Paul Van Den Abeele a été pendant presque toute sa carrière (et est toujours) photographe et chef-photographe au groupe de presse De Standaard. Chaque jour il s'efforce d'exécuter en bon professionnel les tâches qu'on lui confie: il s'agit tantôt de fixer sur la pellicule l'arrivée d'une course, tantôt de saisir un artiste en transit dans notre pays.
C'est ainsi qu'il a réalisé toutes ses photos en Flandre et ailleurs. Il a vu bien des gens, plus, il a su voir comment certains évoluaient et il les a photographiés au cours des diverses phases de leur vie. Ce genre de travail mène à une croissante sagesse. Surtout quand on le pratique comme Paul Van Den Abeele, c'est-à-dire avec un regard lucide, et sans préjugés.

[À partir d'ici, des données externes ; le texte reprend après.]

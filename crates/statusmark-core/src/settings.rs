// ABOUTME: Reads and writes the persisted badge configuration through the settings store
// ABOUTME: Writes are batched so a workflow persists all three keys as one update

use statusmark_logging::debug;
use statusmark_types::{BadgeConfig, SettingKey};

use crate::capabilities::{SettingChange, SettingsStore};
use crate::error::Result;

/// Read the badge configuration; missing keys read as empty strings
pub async fn read_badge_config(store: &dyn SettingsStore) -> Result<BadgeConfig> {
    let mut config = BadgeConfig::default();
    for key in SettingKey::ALL {
        let value = store.get(key).await?.unwrap_or_default();
        match key {
            SettingKey::Name => config.name = value,
            SettingKey::Color => config.color = value,
            SettingKey::Emoji => config.emoji = value,
        }
    }
    Ok(config)
}

/// Persist a badge configuration. An empty color is stored as unset.
pub async fn write_badge_config(store: &dyn SettingsStore, config: &BadgeConfig) -> Result<()> {
    let color = if config.color.trim().is_empty() {
        SettingChange::unset(SettingKey::Color)
    } else {
        SettingChange::set(SettingKey::Color, config.color.clone())
    };

    let changes = [
        SettingChange::set(SettingKey::Name, config.name.clone()),
        SettingChange::set(SettingKey::Emoji, config.emoji.clone()),
        color,
    ];

    debug!(
        name = %config.name,
        emoji = %config.emoji,
        color = %config.color,
        "Persisting badge configuration"
    );
    store.update(&changes).await
}

/// Remove all three badge settings
pub async fn clear_badge_config(store: &dyn SettingsStore) -> Result<()> {
    let changes: Vec<_> = SettingKey::ALL
        .into_iter()
        .map(SettingChange::unset)
        .collect();
    store.update(&changes).await
}
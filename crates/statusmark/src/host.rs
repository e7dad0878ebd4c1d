// ABOUTME: Terminal implementations of the host services the core workflows run against
// ABOUTME: Settings and colors go to the JSON settings file, prompts and the indicator to the terminal

use async_trait::async_trait;
use statusmark_core::{
    ColorCustomizationStore, ColorCustomizations, ColorSnapshot, HostServices, Result,
    WorkspaceProbe,
};
use std::path::PathBuf;
use std::sync::Arc;

use crate::indicator::{StatusBarColors, TerminalIndicator};
use crate::settings_file::JsonSettingsFile;
use crate::terminal::TerminalPrompts;

/// A workspace is open when its folder exists
#[derive(Debug, Clone)]
pub struct DirectoryWorkspace {
    root: PathBuf,
}

impl DirectoryWorkspace {
    pub fn new(root: impl Into<PathBuf>) -> Self {
        Self { root: root.into() }
    }
}

impl WorkspaceProbe for DirectoryWorkspace {
    fn is_workspace_open(&self) -> bool {
        self.root.is_dir()
    }
}

/// Color store that keeps the indicator's status bar colors in step with every write
struct MirroredColors {
    store: Arc<JsonSettingsFile>,
    indicator: Arc<TerminalIndicator>,
}

#[async_trait]
impl ColorCustomizationStore for MirroredColors {
    async fn color_customizations(&self) -> Result<Option<ColorCustomizations>> {
        self.store.color_customizations().await
    }

    async fn set_color_customizations(&self, value: Option<ColorCustomizations>) -> Result<()> {
        let colors = StatusBarColors::from_map(value.as_ref());
        self.store.set_color_customizations(value).await?;
        self.indicator.set_status_bar(colors);
        Ok(())
    }

    async fn snapshot(&self) -> Result<ColorSnapshot> {
        self.store.snapshot().await
    }

    async fn restore(&self, snapshot: &ColorSnapshot) -> Result<()> {
        self.store.restore(snapshot).await?;
        self.indicator
            .set_status_bar(StatusBarColors::from_map(snapshot.map.as_ref()));
        Ok(())
    }
}

pub struct TerminalHost {
    pub store: Arc<JsonSettingsFile>,
    pub indicator: Arc<TerminalIndicator>,
    pub workspace: Arc<DirectoryWorkspace>,
}

impl TerminalHost {
    pub fn new(workspace: PathBuf, settings_path: PathBuf, default_color: Option<String>) -> Self {
        Self {
            store: Arc::new(JsonSettingsFile::new(settings_path)),
            indicator: Arc::new(TerminalIndicator::new(default_color)),
            workspace: Arc::new(DirectoryWorkspace::new(workspace)),
        }
    }

    pub fn services(&self) -> HostServices {
        HostServices {
            settings: self.store.clone(),
            colors: Arc::new(MirroredColors {
                store: self.store.clone(),
                indicator: self.indicator.clone(),
            }),
            indicator: self.indicator.clone(),
            prompts: Arc::new(TerminalPrompts::with_status_line(self.indicator.clone())),
            workspace: self.workspace.clone(),
        }
    }

    /// Re-read the status bar colors from the settings file
    pub async fn refresh_status_bar(&self) -> Result<()> {
        let map = self.store.color_customizations().await?;
        self.indicator
            .set_status_bar(StatusBarColors::from_map(map.as_ref()));
        Ok(())
    }
}

#[cfg(test)]
mod tests {
    use super::*;
    use statusmark_core::status_bar::StatusBarPreview;
    use statusmark_core::{Preview, StatusIndicator};
    use statusmark_core::testing::color_map;
    use tempfile::TempDir;

    #[test]
    fn test_workspace_probe_follows_directory() {
        let dir = TempDir::new().unwrap();

        assert!(DirectoryWorkspace::new(dir.path()).is_workspace_open());
        assert!(!DirectoryWorkspace::new(dir.path().join("missing")).is_workspace_open());
    }

    #[tokio::test]
    async fn test_color_writes_reach_indicator() {
        let dir = TempDir::new().unwrap();
        let host = TerminalHost::new(
            dir.path().to_path_buf(),
            dir.path().join(".vscode/settings.json"),
            None,
        );
        let services = host.services();

        services
            .colors
            .set_color_customizations(Some(color_map(&[
                ("statusBar.background", "#059669"),
                ("statusBar.foreground", "#ffffff"),
            ])))
            .await
            .unwrap();
        services.indicator.set_text("API");
        services.indicator.show();

        assert!(host.indicator.render_line().contains("48;2;5;150;105"));

        services.colors.set_color_customizations(None).await.unwrap();
        assert!(!host.indicator.render_line().contains("48;2"));
    }

    #[tokio::test]
    async fn test_refresh_status_bar_reads_file() {
        let dir = TempDir::new().unwrap();
        let path = dir.path().join("settings.json");
        std::fs::write(
            &path,
            r##"{ "workbench.colorCustomizations": { "statusBar.background": "#1E3A8A" } }"##,
        )
        .unwrap();
        let host = TerminalHost::new(dir.path().to_path_buf(), path, None);
        host.indicator.set_text("Docs");
        host.indicator.show();

        host.refresh_status_bar().await.unwrap();

        assert!(host.indicator.render_line().contains("48;2;30;58;138"));
    }

    #[tokio::test]
    async fn test_status_bar_preview_follows_on_indicator_and_rolls_back() {
        let dir = TempDir::new().unwrap();
        let path = dir.path().join("settings.json");
        let original = "{\"workbench.colorCustomizations\":{\"statusBar.background\":\"#1E3A8A\"}}";
        std::fs::write(&path, original).unwrap();
        let host = TerminalHost::new(dir.path().to_path_buf(), path.clone(), None);
        host.refresh_status_bar().await.unwrap();
        host.indicator.set_text("Docs");
        host.indicator.show();

        let preview = StatusBarPreview::capture(host.services().colors).await.unwrap();
        preview.preview("#059669").await.unwrap();
        assert!(host.indicator.render_line().contains("48;2;5;150;105"));

        preview.restore().await.unwrap();
        assert!(host.indicator.render_line().contains("48;2;30;58;138"));
        let restored: serde_json::Value =
            serde_json::from_str(&std::fs::read_to_string(&path).unwrap()).unwrap();
        assert_eq!(
            restored["workbench.colorCustomizations"],
            serde_json::json!({ "statusBar.background": "#1E3A8A" })
        );
    }
}
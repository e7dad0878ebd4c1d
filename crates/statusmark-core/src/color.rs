// ABOUTME: Hex color parsing, normalization and contrasting text color selection
// ABOUTME: Pure functions shared by the badge and status bar pickers

/// An sRGB color with 8-bit channels
#[derive(Debug, Clone, Copy, PartialEq, Eq)]
pub struct Rgb {
    pub r: u8,
    pub g: u8,
    pub b: u8,
}

pub const BLACK_TEXT: &str = "#000000";
pub const WHITE_TEXT: &str = "#ffffff";

/// Parse `#RRGGBB` or `RRGGBB` (case-insensitive, surrounding whitespace ignored).
///
/// Anything else, including the 3-digit shorthand, yields `None`.
pub fn parse_hex_color(input: &str) -> Option<Rgb> {
    let trimmed = input.trim();
    let digits = trimmed.strip_prefix('#').unwrap_or(trimmed);

    if digits.len() != 6 || !digits.bytes().all(|b| b.is_ascii_hexdigit()) {
        return None;
    }

    let channel = |range: std::ops::Range<usize>| u8::from_str_radix(&digits[range], 16).ok();

    Some(Rgb {
        r: channel(0..2)?,
        g: channel(2..4)?,
        b: channel(4..6)?,
    })
}

/// Trim and prepend `#` when missing. Does not validate.
pub fn normalize_hex_color(input: &str) -> String {
    let trimmed = input.trim();
    if trimmed.starts_with('#') {
        trimmed.to_string()
    } else {
        format!("#{trimmed}")
    }
}

/// Weighted channel sum over [0, 1] channels.
///
/// This is the WCAG luminance weighting applied directly to the sRGB values,
/// without gamma linearization, so it is a readability heuristic rather than
/// the WCAG relative luminance.
pub fn approximate_luminance(color: Rgb) -> f32 {
    0.2126 * (color.r as f32 / 255.0)
        + 0.7152 * (color.g as f32 / 255.0)
        + 0.0722 * (color.b as f32 / 255.0)
}

/// Black text for light backgrounds, white text otherwise.
///
/// Unparsable input falls back to white.
pub fn contrasting_text_color(hex: &str) -> &'static str {
    match parse_hex_color(hex) {
        Some(color) if approximate_luminance(color) > 0.5 => BLACK_TEXT,
        _ => WHITE_TEXT,
    }
}
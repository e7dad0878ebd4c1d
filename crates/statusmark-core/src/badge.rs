// ABOUTME: Renders the workspace badge onto the host's status indicator
// ABOUTME: Used for persisted configs and for live previews during the workflows

use statusmark_types::BadgeConfig;
use std::sync::Arc;

use crate::capabilities::StatusIndicator;

/// Text and color a badge resolves to, or nothing when it would be empty
#[derive(Debug, Clone, PartialEq, Eq)]
pub struct BadgeView {
    pub text: String,
    /// `None` means the indicator's default color
    pub color: Option<String>,
}

impl BadgeView {
    pub fn compute(emoji: &str, name: &str, color: &str) -> Option<Self> {
        let text = format!("{emoji} {name}").trim().to_string();
        if text.is_empty() {
            return None;
        }

        Some(Self {
            text,
            color: (!color.is_empty()).then(|| color.to_string()),
        })
    }
}

#[derive(Clone)]
pub struct BadgeRenderer {
    surface: Arc<dyn StatusIndicator>,
}

impl BadgeRenderer {
    pub fn new(surface: Arc<dyn StatusIndicator>) -> Self {
        Self { surface }
    }

    /// Show `emoji name` in `color`, or hide the indicator when both are blank
    pub fn render(&self, emoji: &str, name: &str, color: &str) {
        match BadgeView::compute(emoji, name, color) {
            Some(view) => {
                self.surface.set_text(&view.text);
                self.surface.set_color(view.color.as_deref());
                self.surface.show();
            }
            None => {
                self.surface.set_text("");
                self.surface.hide();
            }
        }
    }

    pub fn refresh(&self, config: &BadgeConfig) {
        self.render(&config.emoji, &config.name, &config.color);
    }
}

#[cfg(test)]
mod tests {
    use super::*;
    use crate::testing::RecordingIndicator;

    #[test]
    fn test_render_visible_badge() {
        let indicator = Arc::new(RecordingIndicator::default());
        let renderer = BadgeRenderer::new(indicator.clone());

        renderer.render("🚀", "Proj", "#0EA5E9");

        let state = indicator.state();
        assert_eq!(state.text, "🚀 Proj");
        assert_eq!(state.color.as_deref(), Some("#0EA5E9"));
        assert!(state.visible);
    }

    #[test]
    fn test_empty_color_uses_default() {
        let indicator = Arc::new(RecordingIndicator::default());
        let renderer = BadgeRenderer::new(indicator.clone());

        renderer.render("", "Proj", "#0EA5E9");
        renderer.render("", "Proj", "");

        let state = indicator.state();
        assert_eq!(state.text, "Proj");
        assert_eq!(state.color, None);
        assert!(state.visible);
    }

    #[test]
    fn test_blank_badge_hides_indicator() {
        let indicator = Arc::new(RecordingIndicator::default());
        let renderer = BadgeRenderer::new(indicator.clone());

        renderer.render("🔥", "API", "#EF4444");
        renderer.render(" ", "  ", "#EF4444");

        let state = indicator.state();
        assert_eq!(state.text, "");
        assert!(!state.visible);
    }

    #[test]
    fn test_render_is_idempotent() {
        let indicator = Arc::new(RecordingIndicator::default());
        let renderer = BadgeRenderer::new(indicator.clone());

        renderer.render("🧪", "Branch", "#14B8A6");
        let first = indicator.state();
        renderer.render("🧪", "Branch", "#14B8A6");
        assert_eq!(indicator.state(), first);
    }

    #[test]
    fn test_badge_view_compute() {
        assert_eq!(BadgeView::compute("", "", "#FFFFFF"), None);
        assert_eq!(
            BadgeView::compute("🎯", "", ""),
            Some(BadgeView {
                text: "🎯".to_string(),
                color: None,
            })
        );
    }
}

La grande caractéristique des photos de Paul Van Den Abeele est la modestie. Il évite les techniques m'as-tu-vu et se comporte en professionnel qui respecte son sujet et assure le service du médium fugitif qu'est le journal.

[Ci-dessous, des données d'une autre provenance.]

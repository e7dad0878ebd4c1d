// ABOUTME: Output layers for the logging subscriber
// ABOUTME: Optional stderr output in one of three formats, and a daily-rotated log file

use anyhow::{Context, Result};
use std::path::Path;
use tracing::Subscriber;
use tracing_appender::non_blocking::WorkerGuard;
use tracing_appender::{non_blocking, rolling};
use tracing_subscriber::fmt::{self, format::FmtSpan};
use tracing_subscriber::registry::LookupSpan;
use tracing_subscriber::{EnvFilter, Layer};

use crate::config::{LoggingConfig, StderrFormat};

pub type BoxedLayer<S> = Box<dyn Layer<S> + Send + Sync + 'static>;

pub fn stderr_layer<S>(format: StderrFormat) -> Option<BoxedLayer<S>>
where
    S: Subscriber + for<'a> LookupSpan<'a>,
{
    let layer = fmt::layer().with_writer(std::io::stderr).with_target(true);
    match format {
        StderrFormat::Off => None,
        StderrFormat::Compact => Some(layer.compact().boxed()),
        StderrFormat::Pretty => Some(layer.pretty().boxed()),
        StderrFormat::Json => Some(
            layer
                .json()
                .with_file(true)
                .with_line_number(true)
                .boxed(),
        ),
    }
}

/// A file layer writing through a background thread.
///
/// The guard flushes pending records when dropped.
pub fn file_layer<S>(path: &Path) -> Result<(BoxedLayer<S>, WorkerGuard)>
where
    S: Subscriber + for<'a> LookupSpan<'a>,
{
    let file_name = path
        .file_name()
        .with_context(|| format!("Log file path has no file name: {}", path.display()))?;
    let directory = match path.parent() {
        Some(parent) if !parent.as_os_str().is_empty() => parent,
        _ => Path::new("."),
    };
    std::fs::create_dir_all(directory)
        .with_context(|| format!("Failed to create log directory: {}", directory.display()))?;

    let (writer, guard) = non_blocking(rolling::daily(directory, file_name));
    let layer = fmt::layer()
        .with_writer(writer)
        .with_ansi(false)
        .with_target(true)
        .with_file(true)
        .with_line_number(true)
        // Workflows are instrumented; closing a span records how long a prompt took
        .with_span_events(FmtSpan::CLOSE)
        .boxed();

    Ok((layer, guard))
}

pub fn env_filter(config: &LoggingConfig) -> Result<EnvFilter> {
    let directives = config.filter_directives();
    EnvFilter::builder()
        .parse(&directives)
        .with_context(|| format!("Invalid filter directives '{directives}'"))
}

Beaucoup de jeunes photographes de presse ont tendance à défendre bec et ongles la photographie. Ces photographes sont convaincus que le langage des images est aussi et même plus expressif que l'écrit. Ils exigent que leurs photos soient reprises en totalité et qu'elles ne soient pas amputées en fonction du texte comme cela arrive souvent.
Paul Van Den Abeele ne partage que partiellement ce point de vue. Il trouve parfois que c'est la photo qui prime, parfois que la photo ne joue qu'un rôle d'illustration.

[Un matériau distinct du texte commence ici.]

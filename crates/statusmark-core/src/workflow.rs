// ABOUTME: The configure, status bar color and reset workflows
// ABOUTME: Each step previews live and a cancelled step rolls the badge back to its snapshot

use async_trait::async_trait;
use statusmark_logging::{info, instrument};
use statusmark_types::{BADGE_COLOR_PALETTE, BadgeConfig, EMOJI_PALETTE, Outcome};

use crate::badge::BadgeRenderer;
use crate::capabilities::{HostServices, SettingsStore};
use crate::error::Result;
use crate::picker::{ChoicePicker, CustomPrompt, Preview};
use crate::prompt::prompt_project_name;
use crate::settings::{clear_badge_config, read_badge_config, write_badge_config};
use crate::status_bar::{
    ApplyColorOptions, StatusBarPreview, apply_status_bar_color, pick_status_bar_color,
    without_status_bar_color,
};

pub const NO_WORKSPACE_MESSAGE: &str =
    "StatusMark requires an open workspace or folder. Please open a folder or workspace first.";
pub const RESET_CONFIRMATION: &str =
    "This will reset the StatusMark label and status bar colors in this workspace.";
pub const RESET_ACTION: &str = "Reset";
pub const RESET_DONE_MESSAGE: &str = "StatusMark settings reset for this workspace.";

pub const EMOJI_PICKER: ChoicePicker<'static> = ChoicePicker {
    title: "Project Emoji",
    placeholder: "Pick an emoji or choose Custom… to enter your own.",
    palette: EMOJI_PALETTE,
    custom: CustomPrompt::Emoji {
        title: "Project Emoji",
        prompt: "Enter the emoji that accompanies the project name.",
    },
};

pub const BADGE_COLOR_PICKER: ChoicePicker<'static> = ChoicePicker {
    title: "Badge Text Color",
    placeholder: "Select a text color for the badge or choose Custom… to enter your own.",
    palette: BADGE_COLOR_PALETTE,
    custom: CustomPrompt::HexColor {
        title: "Badge Text Color",
        prompt: "Enter the color in hexadecimal format (#RRGGBB).",
    },
};

/// Badge field a picker previews
#[derive(Debug, Clone, Copy, PartialEq, Eq)]
enum BadgeField {
    Emoji,
    Color,
}

/// Previews one badge field on top of the values chosen so far
struct BadgePreview<'a> {
    renderer: &'a BadgeRenderer,
    base: BadgeConfig,
    field: BadgeField,
}

#[async_trait]
impl Preview for BadgePreview<'_> {
    async fn preview(&self, value: &str) -> Result<()> {
        let base = &self.base;
        match self.field {
            BadgeField::Emoji => self.renderer.render(value, &base.name, &base.color),
            BadgeField::Color => self.renderer.render(&base.emoji, &base.name, value),
        }
        Ok(())
    }

    async fn restore(&self) -> Result<()> {
        self.renderer.refresh(&self.base);
        Ok(())
    }
}

/// Show the no-workspace warning and return false when no workspace is open
pub fn ensure_workspace(host: &HostServices) -> bool {
    if host.workspace.is_workspace_open() {
        return true;
    }
    host.warn(NO_WORKSPACE_MESSAGE);
    false
}

/// Render the indicator from the persisted settings
pub async fn refresh_indicator(
    settings: &dyn SettingsStore,
    renderer: &BadgeRenderer,
) -> Result<BadgeConfig> {
    let config = read_badge_config(settings).await?;
    renderer.refresh(&config);
    Ok(config)
}

/// Name, emoji and badge color, then persist, then the chained status bar color step.
///
/// Returns the persisted configuration, or `Cancelled` when a badge step was
/// abandoned and nothing was written. Cancelling only the status bar step still
/// returns the persisted badge.
#[instrument(skip_all)]
pub async fn configure_badge(host: &HostServices) -> Result<Outcome<BadgeConfig>> {
    if !ensure_workspace(host) {
        return Ok(Outcome::Cancelled);
    }

    let renderer = BadgeRenderer::new(host.indicator.clone());
    let snapshot = read_badge_config(host.settings.as_ref()).await?;
    let prompts = host.prompts.as_ref();

    let rollback = |step: &str| -> Result<Outcome<BadgeConfig>> {
        info!(step, "Badge configuration cancelled");
        renderer.refresh(&snapshot);
        Ok(Outcome::Cancelled)
    };

    let Outcome::Committed(name) = prompt_project_name(prompts, &renderer, &snapshot).await?
    else {
        return rollback("name");
    };

    let emoji_preview = BadgePreview {
        renderer: &renderer,
        base: BadgeConfig::new(name.clone(), snapshot.emoji.clone(), snapshot.color.clone()),
        field: BadgeField::Emoji,
    };
    let Outcome::Committed(emoji) = EMOJI_PICKER
        .pick(prompts, &snapshot.emoji, &emoji_preview)
        .await?
    else {
        return rollback("emoji");
    };

    let color_preview = BadgePreview {
        renderer: &renderer,
        base: BadgeConfig::new(name.clone(), emoji.clone(), snapshot.color.clone()),
        field: BadgeField::Color,
    };
    let Outcome::Committed(color) = BADGE_COLOR_PICKER
        .pick(prompts, &snapshot.color, &color_preview)
        .await?
    else {
        return rollback("color");
    };

    let chosen = BadgeConfig::new(name, emoji, color.trim());
    renderer.refresh(&chosen);
    write_badge_config(host.settings.as_ref(), &chosen).await?;
    let persisted = refresh_indicator(host.settings.as_ref(), &renderer).await?;
    info!(text = %persisted.display_text(), color = %persisted.color, "Badge configured");

    let preview = StatusBarPreview::capture(host.colors.clone()).await?;
    if let Outcome::Committed(color) = pick_status_bar_color(host, &preview).await? {
        apply_status_bar_color(
            host,
            &color,
            ApplyColorOptions {
                skip_confirmation: true,
                silent: true,
            },
        )
        .await?;
    }

    Ok(Outcome::Committed(persisted))
}

/// Standalone status bar color command.
///
/// A non-empty color is applied only after confirmation; declining puts the
/// map back as it was before the picker opened. Returns whether anything was applied.
#[instrument(skip_all)]
pub async fn configure_status_bar_color(host: &HostServices) -> Result<bool> {
    if !ensure_workspace(host) {
        return Ok(false);
    }

    let preview = StatusBarPreview::capture(host.colors.clone()).await?;
    let Outcome::Committed(color) = pick_status_bar_color(host, &preview).await? else {
        return Ok(false);
    };

    let applied = apply_status_bar_color(
        host,
        &color,
        ApplyColorOptions {
            skip_confirmation: color.trim().is_empty(),
            silent: false,
        },
    )
    .await?;

    if !applied {
        preview.restore().await?;
    }
    Ok(applied)
}

/// Clear the badge settings and the status bar override after confirmation
#[instrument(skip_all)]
pub async fn reset(host: &HostServices) -> Result<bool> {
    if !ensure_workspace(host) {
        return Ok(false);
    }

    if !host.prompts.confirm(RESET_CONFIRMATION, RESET_ACTION).await? {
        info!("Reset declined");
        return Ok(false);
    }

    clear_badge_config(host.settings.as_ref()).await?;

    let current = host.colors.color_customizations().await?;
    let cleared = without_status_bar_color(current.clone());
    if cleared != current {
        host.colors.set_color_customizations(cleared).await?;
    }

    let renderer = BadgeRenderer::new(host.indicator.clone());
    refresh_indicator(host.settings.as_ref(), &renderer).await?;
    host.info(RESET_DONE_MESSAGE);
    Ok(true)
}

En fait, c'est par hasard qu'il est devenu photographe. Pendant la guerre, Paul Van Den Abeele était étudiant à l'Académie des beaux-arts d'Alost et d'Anvers. Un ami qui travaillait chez un photographe l'entraîna vers le studio et la chambre noire. Et quand l'ami en question tomba malade, ce fut Paul Van Den Abeele qui le remplaça. Après la guerre, en 1947, il devint photographe au Standaard. La photographie de presse en était alors vraiment, en Flandre du moins, au temps des pionniers.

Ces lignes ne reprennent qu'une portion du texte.